WHAT IS REQUIRED:
Return all lines of the data in which the string "ScannerError" occurs.

START RECORDS

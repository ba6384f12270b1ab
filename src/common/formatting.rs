use alloy::primitives::U256;

use crate::types::{ScannerError, ScannerResult};

const DIVIDER_6: u64 = 1_000_000;
const DIVIDER_8: u64 = 100_000_000;
const DIVIDER_9: u64 = 1_000_000_000;
const DIVIDER_18: u64 = 1_000_000_000_000_000_000;

/// Render a raw token amount as whole units of the underlying token.
///
/// Only the precisions used by the protocol's underlyings are supported
/// (6, 8, 9 and 18). The fractional part is dropped: `1.9 WETH` renders
/// as `"1"`.
pub fn format_balance(raw: U256, decimals: u8) -> ScannerResult<String> {
    let divider = match decimals {
        6 => DIVIDER_6,
        8 => DIVIDER_8,
        9 => DIVIDER_9,
        18 => DIVIDER_18,
        other => return Err(ScannerError::UnsupportedDecimals(other)),
    };

    Ok((raw / U256::from(divider)).to_string())
}

#[cfg(test)]
mod tests {
    use super::*;

    #[test]
    fn test_truncates_fractional_part() {
        let raw = U256::from(1_234_567_890_123_456_789u128);
        assert_eq!(format_balance(raw, 18).unwrap(), "1");
        assert_eq!(format_balance(U256::from(999_999u64), 6).unwrap(), "0");
    }

    #[test]
    fn test_supported_precisions() {
        assert_eq!(format_balance(U256::from(2_500_000u64), 6).unwrap(), "2");
        assert_eq!(format_balance(U256::from(150_000_000u64), 8).unwrap(), "1");
        assert_eq!(format_balance(U256::from(42_000_000_000u64), 9).unwrap(), "42");

        // Values well beyond u128
        let huge = U256::from(10u64).pow(U256::from(60u64));
        assert_eq!(format_balance(huge, 18).unwrap(), format!("1{}", "0".repeat(42)));
    }

    #[test]
    fn test_unsupported_decimals() {
        let err = format_balance(U256::from(10_000u64), 4).unwrap_err();
        assert!(matches!(err, ScannerError::UnsupportedDecimals(4)));

        // A failed call does not poison later ones
        assert_eq!(format_balance(U256::from(10_000_000u64), 6).unwrap(), "10");
    }
}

END RECORDS

SOLUTION:
use crate::types::{ScannerError, ScannerResult};
        other => return Err(ScannerError::UnsupportedDecimals(other)),
        assert!(matches!(err, ScannerError::UnsupportedDecimals(4)));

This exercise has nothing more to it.